─── Supplied records
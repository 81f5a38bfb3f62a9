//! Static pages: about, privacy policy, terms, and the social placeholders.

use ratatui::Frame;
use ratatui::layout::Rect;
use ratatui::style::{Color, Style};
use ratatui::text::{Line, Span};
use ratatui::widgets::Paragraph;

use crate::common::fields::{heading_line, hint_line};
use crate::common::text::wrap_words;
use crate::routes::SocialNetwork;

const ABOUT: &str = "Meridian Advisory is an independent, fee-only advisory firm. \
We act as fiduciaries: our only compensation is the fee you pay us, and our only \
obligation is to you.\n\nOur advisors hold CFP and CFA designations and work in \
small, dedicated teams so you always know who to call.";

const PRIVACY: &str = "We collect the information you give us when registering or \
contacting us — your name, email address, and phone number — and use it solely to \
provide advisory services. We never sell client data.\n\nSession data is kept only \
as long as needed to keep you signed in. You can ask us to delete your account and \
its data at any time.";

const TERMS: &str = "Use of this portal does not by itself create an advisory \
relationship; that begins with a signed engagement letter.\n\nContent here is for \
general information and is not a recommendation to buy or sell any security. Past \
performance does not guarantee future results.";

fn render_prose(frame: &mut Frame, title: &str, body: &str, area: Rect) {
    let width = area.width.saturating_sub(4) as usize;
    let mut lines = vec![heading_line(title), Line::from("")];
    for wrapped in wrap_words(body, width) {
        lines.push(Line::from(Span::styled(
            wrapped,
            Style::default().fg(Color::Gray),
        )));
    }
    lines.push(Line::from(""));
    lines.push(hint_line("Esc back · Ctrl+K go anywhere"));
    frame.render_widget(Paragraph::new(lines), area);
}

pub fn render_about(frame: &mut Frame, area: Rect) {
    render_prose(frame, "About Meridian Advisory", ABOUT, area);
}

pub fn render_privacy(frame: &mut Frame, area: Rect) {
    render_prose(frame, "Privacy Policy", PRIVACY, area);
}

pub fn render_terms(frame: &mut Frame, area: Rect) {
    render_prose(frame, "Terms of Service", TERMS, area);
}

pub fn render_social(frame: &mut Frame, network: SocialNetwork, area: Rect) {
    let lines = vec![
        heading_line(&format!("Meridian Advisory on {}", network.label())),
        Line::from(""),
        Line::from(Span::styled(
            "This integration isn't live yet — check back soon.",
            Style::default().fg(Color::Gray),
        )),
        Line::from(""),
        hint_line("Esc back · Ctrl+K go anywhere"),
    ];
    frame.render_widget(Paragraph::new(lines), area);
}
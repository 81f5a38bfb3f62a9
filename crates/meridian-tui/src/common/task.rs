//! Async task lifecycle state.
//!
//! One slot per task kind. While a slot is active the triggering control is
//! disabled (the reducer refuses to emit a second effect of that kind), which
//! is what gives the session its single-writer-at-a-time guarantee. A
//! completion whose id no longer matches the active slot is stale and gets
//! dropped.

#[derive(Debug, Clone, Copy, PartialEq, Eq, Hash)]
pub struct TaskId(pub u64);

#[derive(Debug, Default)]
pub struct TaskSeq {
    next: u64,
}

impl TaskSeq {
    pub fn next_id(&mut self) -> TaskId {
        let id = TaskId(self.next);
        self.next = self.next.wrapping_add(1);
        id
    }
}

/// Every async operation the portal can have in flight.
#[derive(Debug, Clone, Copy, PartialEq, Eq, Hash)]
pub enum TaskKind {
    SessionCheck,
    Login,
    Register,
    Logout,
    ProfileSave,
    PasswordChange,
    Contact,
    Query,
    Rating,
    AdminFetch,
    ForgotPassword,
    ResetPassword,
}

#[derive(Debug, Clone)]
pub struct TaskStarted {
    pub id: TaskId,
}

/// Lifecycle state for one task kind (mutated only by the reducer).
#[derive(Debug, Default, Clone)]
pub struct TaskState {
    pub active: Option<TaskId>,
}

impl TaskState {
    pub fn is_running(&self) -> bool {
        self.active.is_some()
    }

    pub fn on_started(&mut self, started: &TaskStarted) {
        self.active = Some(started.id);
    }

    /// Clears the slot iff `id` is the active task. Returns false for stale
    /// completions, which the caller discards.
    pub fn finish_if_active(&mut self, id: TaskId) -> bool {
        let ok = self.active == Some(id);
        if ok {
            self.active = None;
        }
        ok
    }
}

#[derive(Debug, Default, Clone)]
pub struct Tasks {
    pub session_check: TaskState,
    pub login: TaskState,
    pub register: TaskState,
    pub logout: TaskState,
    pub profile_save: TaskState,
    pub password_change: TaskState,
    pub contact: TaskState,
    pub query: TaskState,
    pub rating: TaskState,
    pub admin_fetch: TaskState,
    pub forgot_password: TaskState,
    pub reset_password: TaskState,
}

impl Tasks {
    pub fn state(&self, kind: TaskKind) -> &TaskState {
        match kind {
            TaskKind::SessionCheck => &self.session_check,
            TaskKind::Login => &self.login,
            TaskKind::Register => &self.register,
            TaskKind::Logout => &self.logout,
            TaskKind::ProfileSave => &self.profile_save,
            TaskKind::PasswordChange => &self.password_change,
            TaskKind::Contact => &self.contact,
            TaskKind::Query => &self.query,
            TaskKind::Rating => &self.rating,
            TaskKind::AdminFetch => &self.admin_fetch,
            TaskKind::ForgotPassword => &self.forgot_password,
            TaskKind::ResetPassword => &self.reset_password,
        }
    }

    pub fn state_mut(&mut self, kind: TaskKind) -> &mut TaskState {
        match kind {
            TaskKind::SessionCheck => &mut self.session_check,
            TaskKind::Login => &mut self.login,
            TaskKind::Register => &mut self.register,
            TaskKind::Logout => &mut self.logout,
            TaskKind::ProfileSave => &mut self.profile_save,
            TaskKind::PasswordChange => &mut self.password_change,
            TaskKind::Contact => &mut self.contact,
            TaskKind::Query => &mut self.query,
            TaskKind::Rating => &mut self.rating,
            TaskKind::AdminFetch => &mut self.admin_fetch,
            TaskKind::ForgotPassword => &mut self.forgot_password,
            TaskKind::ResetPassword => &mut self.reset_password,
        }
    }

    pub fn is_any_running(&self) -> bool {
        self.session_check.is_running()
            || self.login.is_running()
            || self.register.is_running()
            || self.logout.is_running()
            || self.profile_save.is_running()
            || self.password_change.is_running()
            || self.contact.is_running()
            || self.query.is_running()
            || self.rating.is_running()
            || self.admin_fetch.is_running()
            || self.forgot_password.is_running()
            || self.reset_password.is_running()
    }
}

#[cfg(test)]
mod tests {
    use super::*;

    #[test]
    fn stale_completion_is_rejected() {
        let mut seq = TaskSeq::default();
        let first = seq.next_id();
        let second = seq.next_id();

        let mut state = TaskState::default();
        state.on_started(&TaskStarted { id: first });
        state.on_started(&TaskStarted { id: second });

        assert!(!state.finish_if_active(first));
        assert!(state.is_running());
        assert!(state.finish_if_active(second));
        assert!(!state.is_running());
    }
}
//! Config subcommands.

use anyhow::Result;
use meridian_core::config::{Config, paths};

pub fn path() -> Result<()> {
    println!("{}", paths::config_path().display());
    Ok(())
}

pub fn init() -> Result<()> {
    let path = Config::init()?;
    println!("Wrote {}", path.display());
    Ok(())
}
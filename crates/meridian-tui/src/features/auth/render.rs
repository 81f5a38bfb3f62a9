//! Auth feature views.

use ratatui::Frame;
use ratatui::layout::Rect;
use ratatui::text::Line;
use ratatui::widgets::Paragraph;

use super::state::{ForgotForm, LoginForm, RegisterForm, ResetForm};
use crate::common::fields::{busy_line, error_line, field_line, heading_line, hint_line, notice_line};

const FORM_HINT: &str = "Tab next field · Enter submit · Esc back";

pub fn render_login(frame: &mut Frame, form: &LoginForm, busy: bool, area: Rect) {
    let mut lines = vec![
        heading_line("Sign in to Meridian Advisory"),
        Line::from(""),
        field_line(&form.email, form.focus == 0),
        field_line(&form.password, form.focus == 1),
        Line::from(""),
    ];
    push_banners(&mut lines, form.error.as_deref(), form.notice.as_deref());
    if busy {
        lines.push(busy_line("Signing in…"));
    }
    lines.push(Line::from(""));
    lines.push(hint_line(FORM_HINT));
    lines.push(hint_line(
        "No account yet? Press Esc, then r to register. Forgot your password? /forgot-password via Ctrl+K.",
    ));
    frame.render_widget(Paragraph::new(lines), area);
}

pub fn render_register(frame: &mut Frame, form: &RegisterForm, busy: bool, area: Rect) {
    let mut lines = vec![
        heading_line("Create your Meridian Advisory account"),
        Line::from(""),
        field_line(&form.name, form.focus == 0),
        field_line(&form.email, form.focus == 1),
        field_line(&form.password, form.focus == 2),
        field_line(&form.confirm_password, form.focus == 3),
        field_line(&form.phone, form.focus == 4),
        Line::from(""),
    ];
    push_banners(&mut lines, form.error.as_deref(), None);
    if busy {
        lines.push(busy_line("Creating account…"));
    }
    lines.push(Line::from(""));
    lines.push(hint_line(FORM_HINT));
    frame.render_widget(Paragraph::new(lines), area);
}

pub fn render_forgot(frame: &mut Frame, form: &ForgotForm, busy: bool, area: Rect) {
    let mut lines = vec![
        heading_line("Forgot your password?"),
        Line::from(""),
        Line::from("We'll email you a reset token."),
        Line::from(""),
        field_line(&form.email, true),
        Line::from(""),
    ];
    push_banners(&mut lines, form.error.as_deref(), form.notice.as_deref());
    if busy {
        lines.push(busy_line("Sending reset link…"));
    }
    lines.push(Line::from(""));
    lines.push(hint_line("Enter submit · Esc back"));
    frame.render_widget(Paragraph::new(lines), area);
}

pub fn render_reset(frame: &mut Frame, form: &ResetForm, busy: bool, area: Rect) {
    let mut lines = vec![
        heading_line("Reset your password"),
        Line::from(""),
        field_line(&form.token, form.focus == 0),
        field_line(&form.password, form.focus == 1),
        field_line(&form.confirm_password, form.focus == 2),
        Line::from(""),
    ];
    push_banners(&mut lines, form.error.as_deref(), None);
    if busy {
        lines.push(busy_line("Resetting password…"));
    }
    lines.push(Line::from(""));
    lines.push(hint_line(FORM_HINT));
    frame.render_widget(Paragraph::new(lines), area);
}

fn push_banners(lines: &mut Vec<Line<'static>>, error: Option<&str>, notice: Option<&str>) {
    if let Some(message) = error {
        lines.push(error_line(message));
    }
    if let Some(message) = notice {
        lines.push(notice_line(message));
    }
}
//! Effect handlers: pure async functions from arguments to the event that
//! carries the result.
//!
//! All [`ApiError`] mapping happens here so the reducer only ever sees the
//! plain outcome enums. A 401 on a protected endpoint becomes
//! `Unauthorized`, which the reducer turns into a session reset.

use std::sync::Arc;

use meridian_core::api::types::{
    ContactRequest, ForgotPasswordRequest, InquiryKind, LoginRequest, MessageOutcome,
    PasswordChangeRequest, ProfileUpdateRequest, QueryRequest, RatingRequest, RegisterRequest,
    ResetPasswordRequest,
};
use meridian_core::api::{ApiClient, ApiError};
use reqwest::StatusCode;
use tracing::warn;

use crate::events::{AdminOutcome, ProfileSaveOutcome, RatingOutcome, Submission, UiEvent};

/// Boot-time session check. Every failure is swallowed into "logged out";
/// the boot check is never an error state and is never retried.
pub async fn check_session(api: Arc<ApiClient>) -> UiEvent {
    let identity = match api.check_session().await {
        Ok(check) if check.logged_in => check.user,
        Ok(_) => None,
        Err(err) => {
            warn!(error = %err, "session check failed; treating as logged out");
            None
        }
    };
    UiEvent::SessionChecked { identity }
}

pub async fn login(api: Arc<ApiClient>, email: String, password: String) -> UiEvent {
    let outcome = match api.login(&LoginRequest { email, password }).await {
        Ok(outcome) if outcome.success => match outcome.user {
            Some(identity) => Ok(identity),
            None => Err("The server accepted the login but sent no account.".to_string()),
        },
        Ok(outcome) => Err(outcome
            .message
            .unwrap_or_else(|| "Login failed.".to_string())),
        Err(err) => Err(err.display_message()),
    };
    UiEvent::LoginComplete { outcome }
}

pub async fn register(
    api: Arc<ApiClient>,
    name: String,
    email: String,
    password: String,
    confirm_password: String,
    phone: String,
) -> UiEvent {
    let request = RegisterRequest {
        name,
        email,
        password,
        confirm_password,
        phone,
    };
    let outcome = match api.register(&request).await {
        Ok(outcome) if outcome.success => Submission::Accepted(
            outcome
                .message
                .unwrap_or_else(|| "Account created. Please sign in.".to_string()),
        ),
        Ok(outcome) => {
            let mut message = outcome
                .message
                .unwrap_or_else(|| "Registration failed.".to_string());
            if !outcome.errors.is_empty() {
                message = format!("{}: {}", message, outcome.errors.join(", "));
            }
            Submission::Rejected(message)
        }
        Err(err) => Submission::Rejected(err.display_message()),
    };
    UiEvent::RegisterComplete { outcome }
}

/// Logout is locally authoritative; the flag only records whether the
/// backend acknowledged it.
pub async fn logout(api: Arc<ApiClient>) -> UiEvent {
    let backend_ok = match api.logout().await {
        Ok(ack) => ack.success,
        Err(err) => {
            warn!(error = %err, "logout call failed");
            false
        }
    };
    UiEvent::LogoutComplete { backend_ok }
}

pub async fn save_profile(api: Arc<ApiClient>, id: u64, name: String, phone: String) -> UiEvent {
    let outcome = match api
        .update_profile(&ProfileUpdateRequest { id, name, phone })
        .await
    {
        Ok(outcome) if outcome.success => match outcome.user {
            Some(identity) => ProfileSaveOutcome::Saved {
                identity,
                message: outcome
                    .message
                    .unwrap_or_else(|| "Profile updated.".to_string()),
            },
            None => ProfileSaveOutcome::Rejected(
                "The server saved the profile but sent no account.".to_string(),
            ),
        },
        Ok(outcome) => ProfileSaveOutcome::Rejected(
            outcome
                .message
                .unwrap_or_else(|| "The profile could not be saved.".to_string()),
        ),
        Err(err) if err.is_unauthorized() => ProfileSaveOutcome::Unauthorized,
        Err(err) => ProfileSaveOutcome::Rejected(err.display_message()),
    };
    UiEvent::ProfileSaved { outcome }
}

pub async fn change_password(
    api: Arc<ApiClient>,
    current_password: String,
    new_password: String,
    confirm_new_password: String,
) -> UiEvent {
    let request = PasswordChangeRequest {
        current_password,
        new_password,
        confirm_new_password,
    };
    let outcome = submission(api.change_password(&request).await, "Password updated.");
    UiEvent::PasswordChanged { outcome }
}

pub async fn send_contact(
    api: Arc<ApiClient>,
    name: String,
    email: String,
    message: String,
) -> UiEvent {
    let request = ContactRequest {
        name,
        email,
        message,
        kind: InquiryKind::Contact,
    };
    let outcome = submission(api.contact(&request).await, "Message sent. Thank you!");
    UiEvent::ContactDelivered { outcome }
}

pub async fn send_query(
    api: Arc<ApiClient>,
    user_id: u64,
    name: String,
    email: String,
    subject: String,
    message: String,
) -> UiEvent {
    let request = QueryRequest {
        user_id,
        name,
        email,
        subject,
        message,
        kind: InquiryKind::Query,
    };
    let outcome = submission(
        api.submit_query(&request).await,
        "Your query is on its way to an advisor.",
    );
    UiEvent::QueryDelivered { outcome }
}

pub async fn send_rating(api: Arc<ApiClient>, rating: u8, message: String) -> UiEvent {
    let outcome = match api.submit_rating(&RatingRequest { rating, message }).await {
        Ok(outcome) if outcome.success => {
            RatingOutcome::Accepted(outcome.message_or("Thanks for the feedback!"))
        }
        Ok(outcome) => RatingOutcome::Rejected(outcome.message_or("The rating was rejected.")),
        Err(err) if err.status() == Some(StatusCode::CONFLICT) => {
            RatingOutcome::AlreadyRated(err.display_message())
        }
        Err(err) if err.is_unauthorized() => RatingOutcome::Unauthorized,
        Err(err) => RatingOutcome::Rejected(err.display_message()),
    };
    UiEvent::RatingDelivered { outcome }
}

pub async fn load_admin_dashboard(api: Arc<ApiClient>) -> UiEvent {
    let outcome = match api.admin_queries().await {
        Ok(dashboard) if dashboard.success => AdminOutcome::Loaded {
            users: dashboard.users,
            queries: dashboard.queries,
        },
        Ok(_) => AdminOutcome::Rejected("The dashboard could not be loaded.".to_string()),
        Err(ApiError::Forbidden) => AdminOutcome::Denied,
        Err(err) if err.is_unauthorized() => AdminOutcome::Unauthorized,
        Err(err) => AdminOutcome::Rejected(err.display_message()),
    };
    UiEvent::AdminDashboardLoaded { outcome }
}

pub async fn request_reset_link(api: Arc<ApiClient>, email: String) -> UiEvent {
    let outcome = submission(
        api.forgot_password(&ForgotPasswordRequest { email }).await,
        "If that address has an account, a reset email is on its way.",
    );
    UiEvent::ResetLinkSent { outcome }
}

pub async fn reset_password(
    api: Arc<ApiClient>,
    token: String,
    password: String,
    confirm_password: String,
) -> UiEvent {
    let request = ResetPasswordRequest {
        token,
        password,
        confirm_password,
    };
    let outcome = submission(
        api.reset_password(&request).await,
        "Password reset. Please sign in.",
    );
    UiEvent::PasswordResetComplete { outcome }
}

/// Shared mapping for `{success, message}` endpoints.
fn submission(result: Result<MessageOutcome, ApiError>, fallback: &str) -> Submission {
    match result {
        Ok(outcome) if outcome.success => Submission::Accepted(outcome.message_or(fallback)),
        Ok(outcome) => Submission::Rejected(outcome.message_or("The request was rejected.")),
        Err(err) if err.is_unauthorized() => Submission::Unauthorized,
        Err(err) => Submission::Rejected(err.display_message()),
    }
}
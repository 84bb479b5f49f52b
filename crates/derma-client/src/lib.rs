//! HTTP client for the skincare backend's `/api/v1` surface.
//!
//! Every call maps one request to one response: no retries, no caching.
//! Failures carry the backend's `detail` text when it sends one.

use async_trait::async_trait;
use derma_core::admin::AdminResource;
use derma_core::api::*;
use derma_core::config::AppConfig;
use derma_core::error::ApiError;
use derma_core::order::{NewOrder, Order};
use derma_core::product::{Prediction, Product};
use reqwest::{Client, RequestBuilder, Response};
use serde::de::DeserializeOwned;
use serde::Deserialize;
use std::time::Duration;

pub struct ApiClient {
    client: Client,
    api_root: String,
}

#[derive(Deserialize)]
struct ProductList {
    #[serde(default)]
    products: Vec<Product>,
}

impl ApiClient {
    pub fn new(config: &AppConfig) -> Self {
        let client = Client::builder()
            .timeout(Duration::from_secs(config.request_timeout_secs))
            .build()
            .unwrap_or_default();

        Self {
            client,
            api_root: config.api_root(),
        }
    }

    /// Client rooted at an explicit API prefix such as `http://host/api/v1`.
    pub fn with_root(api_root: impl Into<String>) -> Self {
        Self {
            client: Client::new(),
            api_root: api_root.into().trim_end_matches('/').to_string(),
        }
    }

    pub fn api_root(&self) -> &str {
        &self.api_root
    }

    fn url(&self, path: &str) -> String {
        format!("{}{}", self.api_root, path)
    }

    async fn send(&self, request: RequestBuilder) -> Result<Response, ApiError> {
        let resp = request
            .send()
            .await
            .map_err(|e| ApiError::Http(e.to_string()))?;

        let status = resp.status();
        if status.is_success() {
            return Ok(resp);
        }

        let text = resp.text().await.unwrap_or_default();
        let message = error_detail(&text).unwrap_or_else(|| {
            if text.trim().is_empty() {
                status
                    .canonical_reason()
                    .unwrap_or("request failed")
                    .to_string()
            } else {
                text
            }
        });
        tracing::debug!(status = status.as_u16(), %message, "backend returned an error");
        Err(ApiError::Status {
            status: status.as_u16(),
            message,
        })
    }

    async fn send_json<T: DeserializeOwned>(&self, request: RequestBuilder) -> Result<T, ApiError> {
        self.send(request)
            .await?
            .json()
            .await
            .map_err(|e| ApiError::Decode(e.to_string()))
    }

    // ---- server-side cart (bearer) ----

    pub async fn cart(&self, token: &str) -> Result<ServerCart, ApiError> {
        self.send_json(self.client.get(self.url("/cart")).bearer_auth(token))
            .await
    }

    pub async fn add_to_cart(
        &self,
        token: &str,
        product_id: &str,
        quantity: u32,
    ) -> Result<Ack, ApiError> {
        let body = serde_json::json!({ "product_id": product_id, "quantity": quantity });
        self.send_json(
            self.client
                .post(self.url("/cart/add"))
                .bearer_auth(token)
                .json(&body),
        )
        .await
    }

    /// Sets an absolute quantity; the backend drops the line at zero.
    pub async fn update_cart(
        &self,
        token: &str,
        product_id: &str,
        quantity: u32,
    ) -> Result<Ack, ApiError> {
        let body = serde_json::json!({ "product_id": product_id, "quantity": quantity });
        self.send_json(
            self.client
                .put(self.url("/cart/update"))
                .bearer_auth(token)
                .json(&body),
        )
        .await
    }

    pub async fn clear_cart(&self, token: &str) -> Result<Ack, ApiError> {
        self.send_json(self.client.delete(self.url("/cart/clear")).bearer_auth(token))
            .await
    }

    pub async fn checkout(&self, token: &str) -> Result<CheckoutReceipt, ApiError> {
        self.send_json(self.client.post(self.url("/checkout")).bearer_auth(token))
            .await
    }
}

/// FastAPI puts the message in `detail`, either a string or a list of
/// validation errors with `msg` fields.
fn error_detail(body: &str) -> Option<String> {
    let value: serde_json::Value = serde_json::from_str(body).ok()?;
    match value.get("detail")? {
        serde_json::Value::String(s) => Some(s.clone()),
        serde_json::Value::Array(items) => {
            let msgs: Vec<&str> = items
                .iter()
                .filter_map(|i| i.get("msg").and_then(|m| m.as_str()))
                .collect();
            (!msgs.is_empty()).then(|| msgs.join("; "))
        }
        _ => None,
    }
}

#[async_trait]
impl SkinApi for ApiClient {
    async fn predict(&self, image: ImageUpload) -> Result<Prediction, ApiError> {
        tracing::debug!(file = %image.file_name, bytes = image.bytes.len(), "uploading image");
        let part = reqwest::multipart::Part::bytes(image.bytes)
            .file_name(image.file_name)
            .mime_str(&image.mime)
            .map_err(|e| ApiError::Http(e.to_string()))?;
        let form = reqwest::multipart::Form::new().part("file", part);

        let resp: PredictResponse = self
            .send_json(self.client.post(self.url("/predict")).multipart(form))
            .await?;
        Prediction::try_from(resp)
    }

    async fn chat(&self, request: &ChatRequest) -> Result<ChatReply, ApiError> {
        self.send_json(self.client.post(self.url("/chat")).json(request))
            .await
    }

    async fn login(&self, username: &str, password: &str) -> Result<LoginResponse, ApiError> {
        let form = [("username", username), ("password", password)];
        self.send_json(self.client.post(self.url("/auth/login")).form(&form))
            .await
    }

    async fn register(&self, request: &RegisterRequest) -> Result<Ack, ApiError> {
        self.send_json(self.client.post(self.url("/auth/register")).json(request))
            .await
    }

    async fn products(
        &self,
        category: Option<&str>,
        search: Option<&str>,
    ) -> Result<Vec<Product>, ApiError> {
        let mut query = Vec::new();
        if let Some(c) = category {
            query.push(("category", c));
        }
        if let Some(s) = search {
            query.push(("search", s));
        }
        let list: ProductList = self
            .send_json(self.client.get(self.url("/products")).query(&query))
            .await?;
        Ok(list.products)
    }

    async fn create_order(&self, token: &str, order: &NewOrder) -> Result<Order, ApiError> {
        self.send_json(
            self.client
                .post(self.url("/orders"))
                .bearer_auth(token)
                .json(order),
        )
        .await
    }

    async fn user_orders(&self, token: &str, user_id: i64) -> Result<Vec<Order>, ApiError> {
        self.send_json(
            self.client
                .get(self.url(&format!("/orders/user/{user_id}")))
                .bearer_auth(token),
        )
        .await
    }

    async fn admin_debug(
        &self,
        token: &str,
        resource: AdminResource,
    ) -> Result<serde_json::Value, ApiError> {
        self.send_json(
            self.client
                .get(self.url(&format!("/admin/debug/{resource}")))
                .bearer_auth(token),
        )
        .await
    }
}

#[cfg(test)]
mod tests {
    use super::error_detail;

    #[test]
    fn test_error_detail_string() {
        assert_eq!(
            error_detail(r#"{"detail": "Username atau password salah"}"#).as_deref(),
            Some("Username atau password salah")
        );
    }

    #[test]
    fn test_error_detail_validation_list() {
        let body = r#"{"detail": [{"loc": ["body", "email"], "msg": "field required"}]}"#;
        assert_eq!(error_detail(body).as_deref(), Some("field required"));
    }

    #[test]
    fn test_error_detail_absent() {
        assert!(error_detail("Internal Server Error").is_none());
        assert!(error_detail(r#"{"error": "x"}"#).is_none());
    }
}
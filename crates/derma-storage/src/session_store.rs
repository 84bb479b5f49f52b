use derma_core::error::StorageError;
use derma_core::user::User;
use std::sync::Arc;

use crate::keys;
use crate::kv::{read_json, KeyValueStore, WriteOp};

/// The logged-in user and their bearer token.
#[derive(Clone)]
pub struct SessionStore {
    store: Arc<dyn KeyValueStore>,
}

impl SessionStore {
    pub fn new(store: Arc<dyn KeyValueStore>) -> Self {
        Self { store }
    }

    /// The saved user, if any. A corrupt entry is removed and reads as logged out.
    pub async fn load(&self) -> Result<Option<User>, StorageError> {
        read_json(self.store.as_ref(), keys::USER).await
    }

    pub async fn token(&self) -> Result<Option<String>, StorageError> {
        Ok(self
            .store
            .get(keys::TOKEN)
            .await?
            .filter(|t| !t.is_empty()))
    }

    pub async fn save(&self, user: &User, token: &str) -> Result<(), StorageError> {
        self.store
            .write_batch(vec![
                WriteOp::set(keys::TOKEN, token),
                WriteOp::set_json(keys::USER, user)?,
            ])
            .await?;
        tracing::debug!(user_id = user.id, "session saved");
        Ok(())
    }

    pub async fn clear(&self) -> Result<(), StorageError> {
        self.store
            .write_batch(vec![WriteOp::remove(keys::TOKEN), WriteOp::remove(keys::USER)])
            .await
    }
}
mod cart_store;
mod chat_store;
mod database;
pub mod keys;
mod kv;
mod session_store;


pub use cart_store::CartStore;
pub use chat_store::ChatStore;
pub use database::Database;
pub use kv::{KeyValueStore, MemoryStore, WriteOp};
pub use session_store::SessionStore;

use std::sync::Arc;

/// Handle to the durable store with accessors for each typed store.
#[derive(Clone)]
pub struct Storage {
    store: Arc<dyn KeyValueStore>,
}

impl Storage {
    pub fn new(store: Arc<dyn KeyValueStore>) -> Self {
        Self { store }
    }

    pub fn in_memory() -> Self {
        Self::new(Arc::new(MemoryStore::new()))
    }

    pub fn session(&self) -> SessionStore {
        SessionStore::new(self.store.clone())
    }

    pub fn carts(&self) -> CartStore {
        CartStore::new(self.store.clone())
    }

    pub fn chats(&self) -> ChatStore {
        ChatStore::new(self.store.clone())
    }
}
──────
What to work on
In the records above, locate the lines holding the word "title". Copy each of them.

Answer space
fn render_prose(frame: &mut Frame, title: &str, body: &str, area: Rect) {
    let mut lines = vec![heading_line(title), Line::from("")];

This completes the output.